[[ Exercise material, beginning ]]
// SPDX-License-Identifier: MIT OR Apache-2.0
// Copyright (c) 2025 climprep contributors

//! Opener for datasets stored as JSON files on disk

use async_trait::async_trait;
use std::path::{Path, PathBuf};
use tracing::debug;

use super::Opener;
use crate::dataset::{concat, Dataset};
use crate::errors::{PrepError, PrepResult};

/// Reads raw groups from a directory tree of JSON datasets
///
/// Layout under the root, per collection:
///
/// ```text
/// <root>/<collection>/<group>.json        one file for the group
/// <root>/<collection>/<group>/*.json      several files, concatenated
/// <root>/<collection>/*.json              the unnamed group
/// ```
#[derive(Debug, Clone)]
pub struct JsonDirOpener {
    root: PathBuf,
    concat_dim: String,
}

impl JsonDirOpener {
    pub fn new(root: impl Into<PathBuf>) -> Self {
        Self {
            root: root.into(),
            concat_dim: "time".to_string(),
        }
    }

    /// Dimension along which multi-file groups are concatenated
    pub fn with_concat_dim(mut self, dim: &str) -> Self {
        self.concat_dim = dim.to_string();
        self
    }

    pub fn root(&self) -> &Path {
        &self.root
    }

    /// Source files of one group, sorted
    fn sources(&self, collection: &str, group: Option<&str>) -> PrepResult<Vec<PathBuf>> {
        let base = self.root.join(collection);

        let dir = match group {
            Some(group) => {
                let file = base.join(format!("{}.json", group));
                if file.is_file() {
                    return Ok(vec![file]);
                }
                base.join(group)
            }
            None => base,
        };

        let pattern = format!(
            "{}/*.json",
            glob::Pattern::escape(&dir.to_string_lossy())
        );
        let mut files: Vec<PathBuf> = glob::glob(&pattern)?.filter_map(Result::ok).collect();
        files.sort();

        Ok(files)
    }

    async fn read(&self, path: &Path) -> Result<Dataset, String> {
        let content = tokio::fs::read_to_string(path)
            .await
            .map_err(|e| format!("{}: {}", path.display(), e))?;
        let ds: Dataset = serde_json::from_str(&content)
            .map_err(|e| format!("{}: {}", path.display(), e))?;
        ds.validate()
            .map_err(|e| format!("{}: {}", path.display(), e))?;
        Ok(ds)
    }
}

#[async_trait]
impl Opener for JsonDirOpener {
    async fn open(
        &self,
        collection: &str,
        group: Option<&str>,
        variables: &[String],
    ) -> PrepResult<Dataset> {
        let label = group.unwrap_or("default");
        let failed = |reason: String| PrepError::OpenFailed {
            collection: collection.to_string(),
            group: label.to_string(),
            reason,
        };

        let files = self.sources(collection, group)?;
        if files.is_empty() {
            return Err(failed(format!(
                "no JSON files found under {}",
                self.root.join(collection).display()
            )));
        }
        debug!(collection, group = label, files = files.len(), "Opening raw group");

        let mut parts = Vec::with_capacity(files.len());
        for file in &files {
            let ds = self.read(file).await.map_err(&failed)?;
            let ds = ds
                .select(variables)
                .map_err(|e| failed(format!("{}: {}", file.display(), e)))?;
            parts.push(ds);
        }

        if parts.len() == 1 {
            return Ok(parts.remove(0));
        }
        concat(&parts, &self.concat_dim).map_err(|e| failed(e.to_string()))
    }
}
[[ Exercise material, end ]]
## Goal of the exercise
From the material above, copy out every line bearing the string "impl".

## The answer
impl JsonDirOpener {
    pub fn new(root: impl Into<PathBuf>) -> Self {
impl Opener for JsonDirOpener {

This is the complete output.